> [TRY IT] In the material below, find the line containing "stable display ordering" and the line containing "order is total", then reproduce exactly both of them and every line between, and nothing else.

● ● ● ●

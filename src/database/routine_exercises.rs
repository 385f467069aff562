// ABOUTME: Routine-exercise database operations
// ABOUTME: CRUD for exercises within a routine with stable display ordering
//
// SPDX-License-Identifier: MIT OR Apache-2.0
// Copyright (c) 2025 CleberFit

use sqlx::sqlite::SqliteRow;
use sqlx::Row;

use super::Database;
use crate::errors::{AppError, AppResult};
use crate::models::RoutineExercise;

impl Database {
    /// List the exercises of a routine in display order
    ///
    /// Ordered by explicit `position` ascending; entries without a position
    /// come last, and ties fall back to ascending id so the order is total
    /// and stable.
    ///
    /// # Errors
    ///
    /// Returns an error if the database query fails
    pub async fn list_routine_exercises(&self, routine_id: i64) -> AppResult<Vec<RoutineExercise>> {
        let rows = sqlx::query(
            r"
            SELECT * FROM routine_exercises
            WHERE routine_id = ?1
            ORDER BY position IS NULL, position ASC, id ASC
            ",
        )
        .bind(routine_id)
        .fetch_all(&self.pool)
        .await
        .map_err(|e| AppError::database(format!("Failed to list routine exercises: {e}")))?;

        rows.iter().map(Self::row_to_routine_exercise).collect()
    }

    /// Add an exercise to a routine
    ///
    /// New exercises default to `is_superset = false` and empty setup notes.
    /// Passing `position = None` appends the exercise after all positioned
    /// entries.
    ///
    /// # Errors
    ///
    /// Returns `NotFound` if the routine does not exist, or a database error
    /// if the insert fails.
    pub async fn create_routine_exercise(
        &self,
        routine_id: i64,
        exercise_name: &str,
        muscle_group: &str,
        position: Option<i64>,
    ) -> AppResult<i64> {
        let result = sqlx::query(
            r"
            INSERT INTO routine_exercises (routine_id, exercise_name, muscle_group, is_superset, position)
            VALUES (?1, ?2, ?3, 0, ?4)
            ",
        )
        .bind(routine_id)
        .bind(exercise_name)
        .bind(muscle_group)
        .bind(position)
        .execute(&self.pool)
        .await
        .map_err(|e| {
            if e.as_database_error()
                .is_some_and(|db_err| db_err.is_foreign_key_violation())
            {
                AppError::not_found(format!("routine {routine_id}"))
            } else {
                AppError::database(format!("Failed to create routine exercise: {e}"))
            }
        })?;

        Ok(result.last_insert_rowid())
    }

    /// Update the setup notes and superset flag of an exercise
    ///
    /// Partial update of exactly these two fields; all other columns are
    /// untouched. Repeating the call with identical arguments leaves the row
    /// unchanged.
    ///
    /// # Errors
    ///
    /// Returns `NotFound` if the exercise does not exist, or an error if the
    /// database operation fails.
    pub async fn update_routine_exercise_notes(
        &self,
        exercise_id: i64,
        setup_notes: Option<&str>,
        is_superset: bool,
    ) -> AppResult<()> {
        let result = sqlx::query(
            r"
            UPDATE routine_exercises
            SET setup_notes = ?1, is_superset = ?2
            WHERE id = ?3
            ",
        )
        .bind(setup_notes)
        .bind(is_superset)
        .bind(exercise_id)
        .execute(&self.pool)
        .await
        .map_err(|e| AppError::database(format!("Failed to update routine exercise: {e}")))?;

        if result.rows_affected() == 0 {
            return Err(AppError::not_found(format!("routine exercise {exercise_id}")));
        }

        Ok(())
    }

    /// Delete an exercise by id
    ///
    /// Dependent history rows are removed by the `ON DELETE CASCADE`
    /// foreign key in the same statement.
    ///
    /// # Errors
    ///
    /// Returns `NotFound` if the exercise does not exist, or an error if the
    /// database operation fails.
    pub async fn delete_routine_exercise(&self, exercise_id: i64) -> AppResult<()> {
        let result = sqlx::query("DELETE FROM routine_exercises WHERE id = ?1")
            .bind(exercise_id)
            .execute(&self.pool)
            .await
            .map_err(|e| AppError::database(format!("Failed to delete routine exercise: {e}")))?;

        if result.rows_affected() == 0 {
            return Err(AppError::not_found(format!("routine exercise {exercise_id}")));
        }

        Ok(())
    }

    /// Convert a database row to a `RoutineExercise`
    fn row_to_routine_exercise(row: &SqliteRow) -> AppResult<RoutineExercise> {
        Ok(RoutineExercise {
            id: row.get("id"),
            routine_id: row.get("routine_id"),
            exercise_name: row.get("exercise_name"),
            muscle_group: row.get("muscle_group"),
            setup_notes: row.get("setup_notes"),
            is_superset: row.get("is_superset"),
            position: row.get("position"),
        })
    }
}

● ● ● ●

> [FINISHED TASK]
// ABOUTME: CRUD for exercises within a routine with stable display ordering
//
// SPDX-License-Identifier: MIT OR Apache-2.0
// Copyright (c) 2025 CleberFit

use sqlx::sqlite::SqliteRow;
use sqlx::Row;

use super::Database;
use crate::errors::{AppError, AppResult};
use crate::models::RoutineExercise;

impl Database {
    /// List the exercises of a routine in display order
    ///
    /// Ordered by explicit `position` ascending; entries without a position
    /// come last, and ties fall back to ascending id so the order is total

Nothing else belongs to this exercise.